PHOTOGRAPH BY TOMAS BERTELSEN, ROLEX AWARDS
The following article was published by National Geographic on 4 November 2016.
Andrew Muir is a conservationist. By providing vocational and life skills to scores of at-risk young South Africans, he's become a family preservationist, too.
Through the Umzi Wethu Training Academy for Vulnerable Youth, the extraordinary school he established in Port Elizabeth in 2006, Muir has extended a lifeline to scores of 18- to 25-year-olds and their siblings, many orphaned by HIV/AIDS.
Muir, 51, created Umzi Wethu as an intervention program upon learning that 80 percent of the world’s orphans live in sub-Saharan Africa. He realized he could help young people reach their potential through education while also guiding some toward conservation careers in ecotourism and wildlife protection.
Thrust into unfamiliar roles as family caretakers and providers, many Umzi Wethu students were forced to drop out of school at an early age, scraping by on low-wage, low-skill jobs and facing a lifetime of uncertainty and limited prospects.
“To see your parents die, and at a young age, to be responsible for your household, you can’t see a future for yourself or your brothers and sisters,’’ says Muir, a Rolex Laureate and executive director of Wilderness Foundation Africa. "Without some kind of intervention, these young people are lost to society unless there’s some way to turn them around. Umzi Wethu is really about providing opportunity—giving a hand up rather than a handout, and helping people develop their inherent potential.”
With many participants responsible for raising and providing for younger siblings, Umzi Wethu (which means “our home” in Xhosa) takes a holistic approach beyond jobs training, providing psychological counseling, health care, and life skills ranging from driver education to first aid.

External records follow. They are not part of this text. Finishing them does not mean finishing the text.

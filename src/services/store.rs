use async_trait::async_trait;
use thiserror::Error;
use tokio::sync::Mutex;
use uuid::Uuid;

use crate::models::{MatchRecord, MatchStatus};
use crate::services::postgres::PostgresError;

/// Errors that can occur when reading or writing stored matches
#[derive(Debug, Error)]
pub enum StoreError {
    #[error("Match not found: {0}")]
    NotFound(Uuid),

    #[error("Cannot move match {id} from {from} to {to}")]
    InvalidTransition {
        id: Uuid,
        from: &'static str,
        to: &'static str,
    },

    #[error("Match store unavailable: {0}")]
    Unavailable(String),

    #[error(transparent)]
    Postgres(#[from] PostgresError),
}

/// Persistent home of discovered matches
#[async_trait]
pub trait MatchStore: Send + Sync {
    /// Delete pending matches initiated by `user_id`; returns how many were removed
    async fn delete_pending_matches_for_user(&self, user_id: &str) -> Result<u64, StoreError>;

    /// Insert new match rows
    async fn insert_matches(&self, matches: &[MatchRecord]) -> Result<(), StoreError>;

    /// Pending matches initiated by `user_id`, best first
    async fn pending_matches_for_user(&self, user_id: &str) -> Result<Vec<MatchRecord>, StoreError>;

    /// Advance a match through its lifecycle
    async fn update_status(&self, match_id: Uuid, status: MatchStatus) -> Result<MatchRecord, StoreError>;

    /// Replace a user's pending matches with a new set
    ///
    /// Stale rows are deleted even when `matches` is empty. This default runs
    /// delete and insert as two steps, so a reader can briefly see no pending
    /// matches; stores with transactions override it.
    async fn replace_pending_matches(&self, user_id: &str, matches: &[MatchRecord]) -> Result<(), StoreError> {
        self.delete_pending_matches_for_user(user_id).await?;
        if !matches.is_empty() {
            self.insert_matches(matches).await?;
        }
        Ok(())
    }

    /// Whether the store can currently serve requests
    async fn health_check(&self) -> Result<bool, StoreError> {
        Ok(true)
    }

    /// Name for logging
    fn store_name(&self) -> &'static str;
}

/// Match store held in process memory
#[derive(Debug, Default)]
pub struct InMemoryMatchStore {
    rows: Mutex<Vec<MatchRecord>>,
}

impl InMemoryMatchStore {
    pub fn new() -> Self {
        Self::default()
    }

    /// Every stored row, in insertion order
    pub async fn all(&self) -> Vec<MatchRecord> {
        self.rows.lock().await.clone()
    }
}

fn by_score_desc(rows: &mut [MatchRecord]) {
    rows.sort_by(|a, b| {
        b.match_score
            .partial_cmp(&a.match_score)
            .unwrap_or(std::cmp::Ordering::Equal)
            .then_with(|| {
                b.mutual_benefit_score
                    .partial_cmp(&a.mutual_benefit_score)
                    .unwrap_or(std::cmp::Ordering::Equal)
            })
    });
}

#[async_trait]
impl MatchStore for InMemoryMatchStore {
    async fn delete_pending_matches_for_user(&self, user_id: &str) -> Result<u64, StoreError> {
        let mut rows = self.rows.lock().await;
        let before = rows.len();
        rows.retain(|r| !(r.user1_id == user_id && r.status == MatchStatus::Pending));
        Ok((before - rows.len()) as u64)
    }

    async fn insert_matches(&self, matches: &[MatchRecord]) -> Result<(), StoreError> {
        self.rows.lock().await.extend_from_slice(matches);
        Ok(())
    }

    async fn pending_matches_for_user(&self, user_id: &str) -> Result<Vec<MatchRecord>, StoreError> {
        let mut pending: Vec<MatchRecord> = self
            .rows
            .lock()
            .await
            .iter()
            .filter(|r| r.user1_id == user_id && r.status == MatchStatus::Pending)
            .cloned()
            .collect();
        by_score_desc(&mut pending);
        Ok(pending)
    }

    async fn update_status(&self, match_id: Uuid, status: MatchStatus) -> Result<MatchRecord, StoreError> {
        let mut rows = self.rows.lock().await;
        let row = rows
            .iter_mut()
            .find(|r| r.id == match_id)
            .ok_or(StoreError::NotFound(match_id))?;

        if !row.status.can_advance_to(status) {
            return Err(StoreError::InvalidTransition {
                id: match_id,
                from: row.status.as_str(),
                to: status.as_str(),
            });
        }

        row.status = status;
        Ok(row.clone())
    }

    /// Delete and insert under one lock, so readers never see the gap
    async fn replace_pending_matches(&self, user_id: &str, matches: &[MatchRecord]) -> Result<(), StoreError> {
        let mut rows = self.rows.lock().await;
        rows.retain(|r| !(r.user1_id == user_id && r.status == MatchStatus::Pending));
        rows.extend_from_slice(matches);
        Ok(())
    }

    fn store_name(&self) -> &'static str {
        "memory"
    }
}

“We’re trying to develop the whole individual—that’s the most sustainable way of ensuring vocational training,’’ says Muir. “If you’ve lost your parents, or some of your brothers or sisters, there are tremendous psychological scars. Some of our students haven’t been to a dentist for 10 years. Some are undernourished. If you don’t intervene at all levels, it’s very hard for an individual to go into a career in any meaningful way.”
While job training at Umzi Wethu is tailored to hospitality service in South Africa’s burgeoning ecotourism industry, the school also helps to develop naturalists and conservationists in one of the world’s most biodiverse countries. Moreover, all Umzi Wethu students spend several weeks camping to gain an appreciation of nature. “For someone used to only a muddy shantytown, this can be life changing,’’ Muir says.
Umzi Wethu admits about 40 students a year. More than 325 have gone through the 55-week program, with 90 percent finding work in ecotourism, wildlife protection, and related hospitality jobs. (A 16-week sister program started in 2011 offers condensed job and life-skills training to about 300 students a year).
Muir would like to ramp up training efforts to place 10,000 young people in jobs over the next decade. But he acknowledges that it won’t happen unless other organizations embrace and fund similar programs.
“It’s all about scale, about other NGOs creating similar programs with similar impact,'' Muir says.